Un texte porté par la volonté de réduire les déchets plastiques
Cette interdiction s’ajoute à une série de mesures destinées à limiter l’usage du plastique dans les lieux publics. Comme le rapporte Reporterre, elle cible en priorité les établissements accueillant des enfants ou des nourrissons, considérés comme des populations particulièrement vulnérables aux impacts sanitaires des microplastiques. Les cantines scolaires, où des millions de repas sont servis chaque année, représentent un gisement important de déchets plastiques évitables. Autant dire que cette décision s’inscrit dans une dynamique plus large de transition écologique et de santé publique.
Les services hospitaliers concernés par cette mesure ne se limitent pas aux cantines. Les plateaux-repas servis en pédiatrie, en obstétrique ou en maternité seront également soumis à cette règle. Reporterre souligne que cette extension répond à une préoccupation croissante : celle de protéger les plus jeunes, dont l’organisme est plus sensible à la contamination par des substances chimiques. Les alternatives envisagées incluent des contenants en inox, en verre ou en matériaux compostables, déjà testés dans certains établissements pilotes.

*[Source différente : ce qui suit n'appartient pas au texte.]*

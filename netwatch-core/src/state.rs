//! Published coordinator state and the read side used by sensor views.

use std::collections::BTreeMap;
use std::fmt;
use std::sync::Arc;
use std::time::Instant;

use netwatch_client::ClientError;
use netwatch_types::{DimensionKey, Snapshot};
use tokio::sync::watch;

/// Health of a coordinator's polling.
#[derive(Debug, Clone, Copy, PartialEq, Eq, Hash)]
pub enum CoordinatorStatus {
    /// No cycle has succeeded yet.
    Idle,
    /// The last cycle succeeded.
    Healthy,
    /// The last cycle failed; an older snapshot is still published.
    Degraded,
}

impl CoordinatorStatus {
    /// Status after a cycle with the given outcome.
    pub fn after_cycle(self, succeeded: bool) -> Self {
        match (self, succeeded) {
            (_, true) => CoordinatorStatus::Healthy,
            (CoordinatorStatus::Idle, false) => CoordinatorStatus::Idle,
            (_, false) => CoordinatorStatus::Degraded,
        }
    }

    pub fn as_str(&self) -> &'static str {
        match self {
            CoordinatorStatus::Idle => "idle",
            CoordinatorStatus::Healthy => "healthy",
            CoordinatorStatus::Degraded => "degraded",
        }
    }
}

impl fmt::Display for CoordinatorStatus {
    fn fmt(&self, f: &mut fmt::Formatter<'_>) -> fmt::Result {
        f.write_str(self.as_str())
    }
}

/// Everything a coordinator publishes after a cycle.
///
/// Instances are immutable once published; the coordinator swaps in a new
/// `Arc` rather than mutating the old one, so readers always see the result
/// of one complete cycle.
#[derive(Debug, Clone)]
pub struct CoordinatorState {
    pub status: CoordinatorStatus,
    /// Last successfully fetched snapshot.
    pub snapshot: Option<Arc<Snapshot>>,
    /// Smoothed readings for seeded keys, taken when `snapshot` was ingested.
    pub smoothed: Arc<BTreeMap<DimensionKey, f64>>,
    pub last_success: Option<Instant>,
    pub last_error: Option<ClientError>,
    /// Completed cycles, successful or not.
    pub cycles: u64,
    pub failures: u64,
}

impl CoordinatorState {
    /// State before the first cycle.
    pub fn idle() -> Self {
        Self {
            status: CoordinatorStatus::Idle,
            snapshot: None,
            smoothed: Arc::new(BTreeMap::new()),
            last_success: None,
            last_error: None,
            cycles: 0,
            failures: 0,
        }
    }

    /// Whether the published snapshot came from the most recent cycle.
    pub fn is_fresh(&self) -> bool {
        self.status == CoordinatorStatus::Healthy
    }

    /// Smoothed reading for a key, if the key is smoothed and has been seeded.
    pub fn smoothed(&self, key: &DimensionKey) -> Option<f64> {
        self.smoothed.get(key).copied()
    }
}

impl Default for CoordinatorState {
    fn default() -> Self {
        Self::idle()
    }
}

/// Cheap, cloneable read access to a coordinator's published state.
///
/// Reads never block on I/O and never trigger a fetch.
#[derive(Debug, Clone)]
pub struct StateReader {
    receiver: watch::Receiver<Arc<CoordinatorState>>,
}

impl StateReader {
    pub(crate) fn new(receiver: watch::Receiver<Arc<CoordinatorState>>) -> Self {
        Self { receiver }
    }

    /// The most recently published state.
    pub fn current(&self) -> Arc<CoordinatorState> {
        self.receiver.borrow().clone()
    }

    /// Wait until the coordinator publishes again.
    ///
    /// Returns `false` once the coordinator is gone.
    pub async fn changed(&mut self) -> bool {
        self.receiver.changed().await.is_ok()
    }
}

#[cfg(test)]
mod tests {
    use super::*;

    #[test]
    fn idle_stays_idle_on_failure() {
        assert_eq!(
            CoordinatorStatus::Idle.after_cycle(false),
            CoordinatorStatus::Idle
        );
    }

    #[test]
    fn success_always_leads_to_healthy() {
        for status in [
            CoordinatorStatus::Idle,
            CoordinatorStatus::Healthy,
            CoordinatorStatus::Degraded,
        ] {
            assert_eq!(status.after_cycle(true), CoordinatorStatus::Healthy);
        }
    }

    #[test]
    fn failure_after_data_degrades() {
        assert_eq!(
            CoordinatorStatus::Healthy.after_cycle(false),
            CoordinatorStatus::Degraded
        );
        assert_eq!(
            CoordinatorStatus::Degraded.after_cycle(false),
            CoordinatorStatus::Degraded
        );
    }

    #[test]
    fn idle_state_has_no_data() {
        let state = CoordinatorState::idle();
        assert!(state.snapshot.is_none());
        assert!(!state.is_fresh());
        assert_eq!(state.smoothed(&DimensionKey::new("a", "b")), None);
    }

    #[tokio::test]
    async fn reader_sees_replaced_state() {
        let (tx, rx) = watch::channel(Arc::new(CoordinatorState::idle()));
        let mut reader = StateReader::new(rx);

        let mut next = CoordinatorState::idle();
        next.status = CoordinatorStatus::Healthy;
        tx.send_replace(Arc::new(next));

        assert!(reader.changed().await);
        assert_eq!(reader.current().status, CoordinatorStatus::Healthy);

        drop(tx);
        assert!(!reader.changed().await);
    }
}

Un calendrier déjà amorcé, mais encore incomplet
L’interdiction du plastique dans les cantines scolaires n’est pas une nouveauté en soi. Plusieurs collectivités locales l’ont déjà instaurée à titre expérimental, avec des résultats encourageants en termes de réduction des déchets. Selon Reporterre, ces initiatives locales ont montré que les enfants et les parents s’adaptent rapidement à ces changements, dès lors que des alternatives pratiques et sûres leur sont proposées. Cependant, l’adoption définitive par l’Assemblée nationale permet d’uniformiser ces pratiques et d’éviter les disparités entre territoires.
Reste désormais à convaincre le Sénat. Les débats pourraient porter sur les modalités d’application, notamment le délai accordé aux établissements pour se conformer à la nouvelle règle. Certains sénateurs pourraient aussi interroger le coût de cette transition pour les collectivités, bien que des aides de l’État soient déjà prévues pour accompagner les cantines dans ce changement. Reporterre rappelle que le gouvernement a déjà alloué des crédits spécifiques pour financer l’achat de contenants durables dans le cadre de la loi anti-gaspillage pour une économie circulaire (AGEC), adoptée en 2020.
Des alternatives déjà identifiées, mais des défis persistants
Les acteurs de la restauration collective ont d’ores et déjà commencé à se préparer. Plusieurs industriels proposent des solutions en inox, en verre ou en matériaux biosourcés, conformes aux normes sanitaires. Comme l’explique Reporterre, ces alternatives sont non seulement écologiques, mais aussi économiques sur le long terme, malgré un investissement initial plus élevé. Certains cantines ont déjà basculé vers des contenants lavables, réduisant ainsi leurs coûts de gestion des déchets de près de 30 %.
Pour autant, des questions subsistent. La gestion logistique des contenants lavables, notamment en termes de stockage et de rotation, nécessite une organisation rigoureuse. De plus, la question de l’accessibilité pour les établissements ruraux, souvent moins bien équipés en infrastructures adaptées, pourrait être soulevée lors des débats parlementaires. Enfin, certains acteurs du secteur agroalimentaire s’interrogent sur l’impact de cette mesure sur les coûts des repas servis dans les cantines, alors que l’inflation reste un sujet de préoccupation pour les familles.
La loi ne prévoit pas de sanctions spécifiques pour les établissements récalcitrants, mais elle habilite les autorités sanitaires à effectuer des contrôles et à exiger des correctifs. En cas de manquement répété, les collectivités pourraient se voir retirer des subventions liées à la restauration scolaire, selon les modalités prévues par le code de la santé publique.